From the entries below, extract every line that includes the word "message".

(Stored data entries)
───
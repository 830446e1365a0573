// Git session orchestration: subprocess runner, session registry and the
// operations exposed as tools

pub mod commit;
pub mod diff;
pub mod error;
pub mod repository;
pub mod runner;
pub mod session;
pub mod status;

pub use commit::{CommitOutcome, CommitSpec, commit_changes};
pub use diff::{FailureKind, FileDiff, TRUNCATION_MARKER, classify_failure, get_file_diff, truncate_to_bytes};
pub use error::{GitError, Result};
pub use repository::{OpenedRepo, open_repo, resolve_repo_dir};
pub use runner::GitRunner;
pub use session::{Session, SessionRegistry};
pub use status::{ChangeScope, ChangeSet, list_changes, parse_porcelain};
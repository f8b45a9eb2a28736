// Service exports
pub mod feedback;

pub use feedback::{FeedbackError, FeedbackReceipt, FeedbackService};
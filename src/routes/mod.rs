// Route exports
pub mod feedback;
pub mod health;
pub mod hotels;
pub mod locations;
pub mod rentals;

use actix_web::{error, http::StatusCode, web, HttpResponse};
use std::sync::Arc;
use std::time::Duration;

use crate::config::MatchingSettings;
use crate::core::{DestinationCatalog, HotelMatcher, VehicleMatcher};
use crate::models::ErrorResponse;
use crate::services::FeedbackService;

/// Simulated backend latency per endpoint
#[derive(Debug, Clone, Copy, Default)]
pub struct Latency {
    pub vehicles: Duration,
    pub hotels: Duration,
    pub feedback: Duration,
}

impl From<&MatchingSettings> for Latency {
    fn from(settings: &MatchingSettings) -> Self {
        Self {
            vehicles: Duration::from_millis(settings.vehicle_latency_ms),
            hotels: Duration::from_millis(settings.hotel_latency_ms),
            feedback: Duration::from_millis(settings.feedback_latency_ms),
        }
    }
}

/// Application state shared across all handlers
#[derive(Clone)]
pub struct AppState {
    pub vehicles: Arc<VehicleMatcher>,
    pub hotels: Arc<HotelMatcher>,
    pub destinations: Arc<DestinationCatalog>,
    pub feedback: Arc<FeedbackService>,
    pub latency: Latency,
}

impl AppState {
    /// State over the built-in catalogs with no simulated latency
    pub fn with_default_catalogs(feedback_recipient: impl Into<String>) -> Self {
        Self {
            vehicles: Arc::new(VehicleMatcher::with_default_catalog()),
            hotels: Arc::new(HotelMatcher::with_default_catalog()),
            destinations: Arc::new(DestinationCatalog::with_default_catalog()),
            feedback: Arc::new(FeedbackService::new(feedback_recipient)),
            latency: Latency::default(),
        }
    }
}

pub fn configure_routes(cfg: &mut web::ServiceConfig) {
    cfg.service(
        web::scope("/api/v1")
            .configure(health::configure)
            .configure(rentals::configure)
            .configure(hotels::configure)
            .configure(locations::configure)
            .configure(feedback::configure),
    );
}

/// Wait out the simulated backend latency
pub(crate) async fn simulate_latency(delay: Duration) {
    if !delay.is_zero() {
        tokio::time::sleep(delay).await;
    }
}

pub(crate) fn error_response(status: StatusCode, error: &str, message: impl Into<String>) -> HttpResponse {
    HttpResponse::build(status).json(ErrorResponse {
        error: error.to_string(),
        message: message.into(),
        status_code: status.as_u16(),
    })
}

/// JSON error response for payload errors
#[derive(Debug, serde::Serialize)]
pub struct JsonError {
    pub error: String,
    pub message: String,
    #[serde(rename = "statusCode")]
    pub status_code: u16,
}

impl std::fmt::Display for JsonError {
    fn fmt(&self, f: &mut std::fmt::Formatter<'_>) -> std::fmt::Result {
        write!(f, "{}: {}", self.error, self.message)
    }
}

impl std::error::Error for JsonError {}

impl error::ResponseError for JsonError {
    fn status_code(&self) -> StatusCode {
        StatusCode::from_u16(self.status_code).unwrap_or(StatusCode::BAD_REQUEST)
    }

    fn error_response(&self) -> HttpResponse {
        HttpResponse::build(self.status_code()).json(self)
    }
}

/// Handle JSON payload errors
pub fn handle_json_payload_error(err: error::JsonPayloadError, req: &actix_web::HttpRequest) -> actix_web::Error {
    tracing::info!("JSON payload error on {}: {}", req.path(), err);
    JsonError {
        error: "invalid_json".to_string(),
        message: format!("Invalid JSON: {}", err),
        status_code: 400,
    }
    .into()
}

/// Handle query payload errors
pub fn handle_query_payload_error(err: error::QueryPayloadError, req: &actix_web::HttpRequest) -> actix_web::Error {
    tracing::info!("Query payload error on {}: {}", req.path(), err);
    JsonError {
        error: "invalid_query".to_string(),
        message: format!("Invalid query: {}", err),
        status_code: 400,
    }
    .into()
}

#[cfg(test)]
mod tests {
    use super::*;

    #[test]
    fn test_latency_from_settings() {
        let settings = MatchingSettings {
            vehicle_latency_ms: 1200,
            hotel_latency_ms: 1000,
            feedback_latency_ms: 0,
            max_vehicle_results: None,
        };

        let latency = Latency::from(&settings);
        assert_eq!(latency.vehicles, Duration::from_millis(1200));
        assert_eq!(latency.hotels, Duration::from_secs(1));
        assert!(latency.feedback.is_zero());
    }

    #[test]
    fn test_zero_latency_returns_immediately() {
        tokio_test::block_on(simulate_latency(Duration::ZERO));
    }
}
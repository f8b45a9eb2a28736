//! Travillo - search and match service for the Travillo travel site
//!
//! This library provides the simulated rental and hotel searches behind the
//! Travillo pages, the destination listings, and feedback intake, plus the
//! actix-web routes exposing them.

pub mod config;
pub mod core;
pub mod models;
pub mod routes;
pub mod services;

// Re-export commonly used types
pub use self::core::{DestinationCatalog, HotelMatcher, TierTable, VehicleMatcher};
pub use models::{Destination, Hotel, HotelQuery, HotelSuggestion, Location, Vehicle, VehicleSearchCriteria};

#[cfg(test)]
mod tests {
    use super::*;

    #[test]
    fn test_library_exports() {
        let matcher = VehicleMatcher::default();
        assert_eq!(matcher.fleet().len(), 6);
        assert_eq!(HotelMatcher::default().hotels().len(), 6);
    }
}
───
● **Answer below**
pub(crate) fn error_response(status: StatusCode, error: &str, message: impl Into<String>) -> HttpResponse {
        message: message.into(),
    pub message: String,
        write!(f, "{}: {}", self.error, self.message)
        message: format!("Invalid JSON: {}", err),
        message: format!("Invalid query: {}", err),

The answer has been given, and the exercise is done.